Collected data
§ §

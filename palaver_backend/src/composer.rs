//! Composition of conversation state into rendered model contexts.

use std::collections::BTreeMap;
use std::sync::{Arc, OnceLock};

use anyhow::{Context, Result};
use async_trait::async_trait;
use regex_lite::{Captures, Regex};

use crate::config::CharacterConfig;
use crate::store::TurnStore;
use crate::templates::{resolve_template, TemplateKind};
use crate::turn::Turn;

/// Everything a template can refer to for one turn.
#[derive(Debug, Clone, Default)]
pub struct State {
    pub agent_id: String,
    pub agent_name: String,
    pub bio: String,
    pub lore: String,
    pub role: String,
    pub rules: String,
    pub message_examples: String,
    pub room_id: String,
    pub user_id: String,
    /// Text of the turn being handled
    pub current_post: String,
    /// Formatted recent history, one message per line
    pub recent_messages: String,
    pub recent_turns: Vec<Turn>,
    /// Latest non-empty history line, filled in by the decision stage
    pub last_message: String,
}

impl State {
    /// Placeholder name → value.
    pub fn values(&self) -> BTreeMap<String, String> {
        let mut values = BTreeMap::new();
        for (key, value) in [
            ("agentId", &self.agent_id),
            ("agentName", &self.agent_name),
            ("bio", &self.bio),
            ("lore", &self.lore),
            ("role", &self.role),
            ("rules", &self.rules),
            ("messageExamples", &self.message_examples),
            ("characterMessageExamples", &self.message_examples),
            ("roomId", &self.room_id),
            ("userId", &self.user_id),
            ("currentPost", &self.current_post),
            ("recentMessages", &self.recent_messages),
            ("lastMessage", &self.last_message),
        ] {
            values.insert(key.to_string(), value.clone());
        }
        values
    }
}

/// Builds [`State`] for a turn and renders it through named templates.
#[async_trait]
pub trait ContextComposer: Send + Sync {
    /// Fresh state seeded with `turn`.
    async fn compose(&self, turn: &Turn) -> Result<State>;

    /// Render `state` through the template resolved for `kind`.
    async fn render_template(&self, state: &State, kind: TemplateKind) -> Result<String>;

    /// Re-read the room's history into `state`.
    async fn refresh_recent_history(&self, state: State) -> Result<State>;
}

fn placeholder_regex() -> &'static Regex {
    static PLACEHOLDER: OnceLock<Regex> = OnceLock::new();
    PLACEHOLDER.get_or_init(|| Regex::new(r"\{\{(\w+)\}\}").expect("valid placeholder regex"))
}

/// Substitute `{{key}}` slots; unknown keys render as empty text.
pub fn render(template: &str, values: &BTreeMap<String, String>) -> String {
    placeholder_regex()
        .replace_all(template, |caps: &Captures<'_>| {
            values.get(&caps[1]).cloned().unwrap_or_default()
        })
        .into_owned()
}

/// Composer backed by the turn store and the configured character.
pub struct TemplateComposer {
    store: Arc<dyn TurnStore>,
    character: CharacterConfig,
    agent_id: String,
    recent_message_count: usize,
}

impl TemplateComposer {
    pub fn new(
        store: Arc<dyn TurnStore>,
        character: CharacterConfig,
        agent_id: String,
        recent_message_count: usize,
    ) -> Self {
        Self {
            store,
            character,
            agent_id,
            recent_message_count: recent_message_count.max(1),
        }
    }

    async fn recent_turns(&self, room_id: &str) -> Result<Vec<Turn>> {
        let mut turns = self
            .store
            .read_room(room_id)
            .await
            .with_context(|| format!("Failed to read history for room {}", room_id))?;
        let skip = turns.len().saturating_sub(self.recent_message_count);
        Ok(turns.split_off(skip))
    }

    fn author_name<'a>(&'a self, turn: &'a Turn) -> &'a str {
        if turn.user_id == self.agent_id {
            &self.character.name
        } else {
            turn.content.user_name.as_deref().unwrap_or("user")
        }
    }

    /// One line per turn: `(seq) [author-id] name: text`.
    fn format_recent_messages(&self, turns: &[Turn]) -> String {
        let mut formatted = String::new();
        for (i, turn) in turns.iter().enumerate() {
            let short_id: String = turn.user_id.chars().take(8).collect();
            let text = turn.text().replace(['\r', '\n'], " ");
            formatted.push_str(&format!(
                "({}) [{}] {}: {}\n",
                i + 1,
                short_id,
                self.author_name(turn),
                text.trim()
            ));
        }
        formatted
    }
}

#[async_trait]
impl ContextComposer for TemplateComposer {
    async fn compose(&self, turn: &Turn) -> Result<State> {
        let recent_turns = self.recent_turns(&turn.room_id).await?;
        Ok(State {
            agent_id: self.agent_id.clone(),
            agent_name: self.character.name.clone(),
            bio: self.character.bio.clone(),
            lore: self.character.lore.clone(),
            role: self.character.role.clone(),
            rules: self.character.rules.clone(),
            message_examples: self.character.message_examples.clone(),
            room_id: turn.room_id.clone(),
            user_id: turn.user_id.clone(),
            current_post: turn.text().to_string(),
            recent_messages: self.format_recent_messages(&recent_turns),
            recent_turns,
            last_message: String::new(),
        })
    }

    async fn render_template(&self, state: &State, kind: TemplateKind) -> Result<String> {
        let template = resolve_template(&self.character.templates, kind);
        Ok(render(&template, &state.values()))
    }

    async fn refresh_recent_history(&self, mut state: State) -> Result<State> {
        let recent_turns = self.recent_turns(&state.room_id).await?;
        state.recent_messages = self.format_recent_messages(&recent_turns);
        state.recent_turns = recent_turns;
        Ok(state)
    }
}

§ §

Your assignment → An exact copy of every record is needed.

Exercise answer →
filename palaver_backend/src/composer.rs
//! Composition of conversation state into rendered model contexts.

use std::collections::BTreeMap;
use std::sync::{Arc, OnceLock};

use anyhow::{Context, Result};
use async_trait::async_trait;
use regex_lite::{Captures, Regex};

use crate::config::CharacterConfig;
use crate::store::TurnStore;
use crate::templates::{resolve_template, TemplateKind};
use crate::turn::Turn;

/// Everything a template can refer to for one turn.
#[derive(Debug, Clone, Default)]
pub struct State {
    pub agent_id: String,
    pub agent_name: String,
    pub bio: String,
    pub lore: String,
    pub role: String,
    pub rules: String,
    pub message_examples: String,
    pub room_id: String,
    pub user_id: String,
    /// Text of the turn being handled
    pub current_post: String,
    /// Formatted recent history, one message per line
    pub recent_messages: String,
    pub recent_turns: Vec<Turn>,
    /// Latest non-empty history line, filled in by the decision stage
    pub last_message: String,
}

impl State {
    /// Placeholder name → value.
    pub fn values(&self) -> BTreeMap<String, String> {
        let mut values = BTreeMap::new();
        for (key, value) in [
            ("agentId", &self.agent_id),
            ("agentName", &self.agent_name),
            ("bio", &self.bio),
            ("lore", &self.lore),
            ("role", &self.role),
            ("rules", &self.rules),
            ("messageExamples", &self.message_examples),
            ("characterMessageExamples", &self.message_examples),
            ("roomId", &self.room_id),
            ("userId", &self.user_id),
            ("currentPost", &self.current_post),
            ("recentMessages", &self.recent_messages),
            ("lastMessage", &self.last_message),
        ] {
            values.insert(key.to_string(), value.clone());
        }
        values
    }
}

/// Builds [`State`] for a turn and renders it through named templates.
#[async_trait]
pub trait ContextComposer: Send + Sync {
    /// Fresh state seeded with `turn`.
    async fn compose(&self, turn: &Turn) -> Result<State>;

    /// Render `state` through the template resolved for `kind`.
    async fn render_template(&self, state: &State, kind: TemplateKind) -> Result<String>;

    /// Re-read the room's history into `state`.
    async fn refresh_recent_history(&self, state: State) -> Result<State>;
}

fn placeholder_regex() -> &'static Regex {
    static PLACEHOLDER: OnceLock<Regex> = OnceLock::new();
    PLACEHOLDER.get_or_init(|| Regex::new(r"\{\{(\w+)\}\}").expect("valid placeholder regex"))
}

/// Substitute `{{key}}` slots; unknown keys render as empty text.
pub fn render(template: &str, values: &BTreeMap<String, String>) -> String {
    placeholder_regex()
        .replace_all(template, |caps: &Captures<'_>| {
            values.get(&caps[1]).cloned().unwrap_or_default()
        })
        .into_owned()
}

/// Composer backed by the turn store and the configured character.
pub struct TemplateComposer {
    store: Arc<dyn TurnStore>,
    character: CharacterConfig,
    agent_id: String,
    recent_message_count: usize,
}

impl TemplateComposer {
    pub fn new(
        store: Arc<dyn TurnStore>,
        character: CharacterConfig,
        agent_id: String,
        recent_message_count: usize,
    ) -> Self {
        Self {
            store,
            character,
            agent_id,
            recent_message_count: recent_message_count.max(1),
        }
    }

    async fn recent_turns(&self, room_id: &str) -> Result<Vec<Turn>> {
        let mut turns = self
            .store
            .read_room(room_id)
            .await
            .with_context(|| format!("Failed to read history for room {}", room_id))?;
        let skip = turns.len().saturating_sub(self.recent_message_count);
        Ok(turns.split_off(skip))
    }

    fn author_name<'a>(&'a self, turn: &'a Turn) -> &'a str {
        if turn.user_id == self.agent_id {
            &self.character.name
        } else {
            turn.content.user_name.as_deref().unwrap_or("user")
        }
    }

    /// One line per turn: `(seq) [author-id] name: text`.
    fn format_recent_messages(&self, turns: &[Turn]) -> String {
        let mut formatted = String::new();
        for (i, turn) in turns.iter().enumerate() {
            let short_id: String = turn.user_id.chars().take(8).collect();
            let text = turn.text().replace(['\r', '\n'], " ");
            formatted.push_str(&format!(
                "({}) [{}] {}: {}\n",
                i + 1,
                short_id,
                self.author_name(turn),
                text.trim()
            ));
        }
        formatted
    }
}

#[async_trait]
impl ContextComposer for TemplateComposer {
    async fn compose(&self, turn: &Turn) -> Result<State> {
        let recent_turns = self.recent_turns(&turn.room_id).await?;
        Ok(State {
            agent_id: self.agent_id.clone(),
            agent_name: self.character.name.clone(),
            bio: self.character.bio.clone(),
            lore: self.character.lore.clone(),
            role: self.character.role.clone(),
            rules: self.character.rules.clone(),
            message_examples: self.character.message_examples.clone(),
            room_id: turn.room_id.clone(),
            user_id: turn.user_id.clone(),
            current_post: turn.text().to_string(),
            recent_messages: self.format_recent_messages(&recent_turns),
            recent_turns,
            last_message: String::new(),
        })
    }

    async fn render_template(&self, state: &State, kind: TemplateKind) -> Result<String> {
        let template = resolve_template(&self.character.templates, kind);
        Ok(render(&template, &state.values()))
    }

    async fn refresh_recent_history(&self, mut state: State) -> Result<State> {
        let recent_turns = self.recent_turns(&state.room_id).await?;
        state.recent_messages = self.format_recent_messages(&recent_turns);
        state.recent_turns = recent_turns;
        Ok(state)
    }
}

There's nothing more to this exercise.